**What is being asked:**
All the entries that follow must be written out again exactly.

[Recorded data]
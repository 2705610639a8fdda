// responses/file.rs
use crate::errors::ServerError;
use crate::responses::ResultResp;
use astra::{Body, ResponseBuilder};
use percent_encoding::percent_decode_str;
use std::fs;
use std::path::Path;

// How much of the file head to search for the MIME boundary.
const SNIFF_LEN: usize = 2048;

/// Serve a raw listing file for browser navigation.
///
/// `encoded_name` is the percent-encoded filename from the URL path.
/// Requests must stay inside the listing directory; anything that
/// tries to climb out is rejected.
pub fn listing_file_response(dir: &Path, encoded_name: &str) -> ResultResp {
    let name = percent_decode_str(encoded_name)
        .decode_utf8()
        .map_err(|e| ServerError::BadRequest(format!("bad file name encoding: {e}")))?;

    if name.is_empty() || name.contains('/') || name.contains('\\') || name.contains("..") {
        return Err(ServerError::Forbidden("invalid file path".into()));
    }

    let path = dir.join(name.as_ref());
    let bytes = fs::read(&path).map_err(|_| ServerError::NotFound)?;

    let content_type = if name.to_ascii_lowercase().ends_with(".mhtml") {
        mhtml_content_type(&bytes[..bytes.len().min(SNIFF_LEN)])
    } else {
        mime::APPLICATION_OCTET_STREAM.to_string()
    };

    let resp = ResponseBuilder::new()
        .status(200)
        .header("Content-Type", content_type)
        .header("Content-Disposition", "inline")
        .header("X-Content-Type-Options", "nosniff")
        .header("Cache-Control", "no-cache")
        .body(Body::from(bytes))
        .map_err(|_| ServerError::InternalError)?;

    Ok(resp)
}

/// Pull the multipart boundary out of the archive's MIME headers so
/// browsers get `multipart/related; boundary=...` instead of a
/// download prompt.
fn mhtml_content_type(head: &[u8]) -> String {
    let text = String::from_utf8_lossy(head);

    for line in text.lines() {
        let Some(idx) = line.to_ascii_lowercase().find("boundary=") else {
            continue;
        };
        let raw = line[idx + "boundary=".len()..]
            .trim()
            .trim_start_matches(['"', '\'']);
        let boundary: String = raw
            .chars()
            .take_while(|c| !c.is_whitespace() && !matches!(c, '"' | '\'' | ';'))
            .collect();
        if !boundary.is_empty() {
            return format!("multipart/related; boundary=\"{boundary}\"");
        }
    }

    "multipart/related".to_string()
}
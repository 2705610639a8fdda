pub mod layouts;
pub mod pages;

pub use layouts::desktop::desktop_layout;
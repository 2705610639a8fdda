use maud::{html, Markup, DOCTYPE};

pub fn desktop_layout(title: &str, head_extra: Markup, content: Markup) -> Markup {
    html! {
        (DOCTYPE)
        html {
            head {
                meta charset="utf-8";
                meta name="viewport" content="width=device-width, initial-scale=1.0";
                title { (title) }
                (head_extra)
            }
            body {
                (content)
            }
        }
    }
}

**Task response:**
repository 2705610639a8fdda
// responses/file.rs
use crate::errors::ServerError;
use crate::responses::ResultResp;
use astra::{Body, ResponseBuilder};
use percent_encoding::percent_decode_str;
use std::fs;
use std::path::Path;

// How much of the file head to search for the MIME boundary.
const SNIFF_LEN: usize = 2048;

/// Serve a raw listing file for browser navigation.
///
/// `encoded_name` is the percent-encoded filename from the URL path.
/// Requests must stay inside the listing directory; anything that
/// tries to climb out is rejected.
pub fn listing_file_response(dir: &Path, encoded_name: &str) -> ResultResp {
    let name = percent_decode_str(encoded_name)
        .decode_utf8()
        .map_err(|e| ServerError::BadRequest(format!("bad file name encoding: {e}")))?;

    if name.is_empty() || name.contains('/') || name.contains('\\') || name.contains("..") {
        return Err(ServerError::Forbidden("invalid file path".into()));
    }

    let path = dir.join(name.as_ref());
    let bytes = fs::read(&path).map_err(|_| ServerError::NotFound)?;

    let content_type = if name.to_ascii_lowercase().ends_with(".mhtml") {
        mhtml_content_type(&bytes[..bytes.len().min(SNIFF_LEN)])
    } else {
        mime::APPLICATION_OCTET_STREAM.to_string()
    };

    let resp = ResponseBuilder::new()
        .status(200)
        .header("Content-Type", content_type)
        .header("Content-Disposition", "inline")
        .header("X-Content-Type-Options", "nosniff")
        .header("Cache-Control", "no-cache")
        .body(Body::from(bytes))
        .map_err(|_| ServerError::InternalError)?;

    Ok(resp)
}

/// Pull the multipart boundary out of the archive's MIME headers so
/// browsers get `multipart/related; boundary=...` instead of a
/// download prompt.
fn mhtml_content_type(head: &[u8]) -> String {
    let text = String::from_utf8_lossy(head);

    for line in text.lines() {
        let Some(idx) = line.to_ascii_lowercase().find("boundary=") else {
            continue;
        };
        let raw = line[idx + "boundary=".len()..]
            .trim()
            .trim_start_matches(['"', '\'']);
        let boundary: String = raw
            .chars()
            .take_while(|c| !c.is_whitespace() && !matches!(c, '"' | '\'' | ';'))
            .collect();
        if !boundary.is_empty() {
            return format!("multipart/related; boundary=\"{boundary}\"");
        }
    }

    "multipart/related".to_string()
}
repository 2705610639a8fdda
pub mod layouts;
pub mod pages;

pub use layouts::desktop::desktop_layout;
repository 2705610639a8fdda
use maud::{html, Markup, DOCTYPE};

pub fn desktop_layout(title: &str, head_extra: Markup, content: Markup) -> Markup {
    html! {
        (DOCTYPE)
        html {
            head {
                meta charset="utf-8";
                meta name="viewport" content="width=device-width, initial-scale=1.0";
                title { (title) }
                (head_extra)
            }
            body {
                (content)
            }
        }
    }
}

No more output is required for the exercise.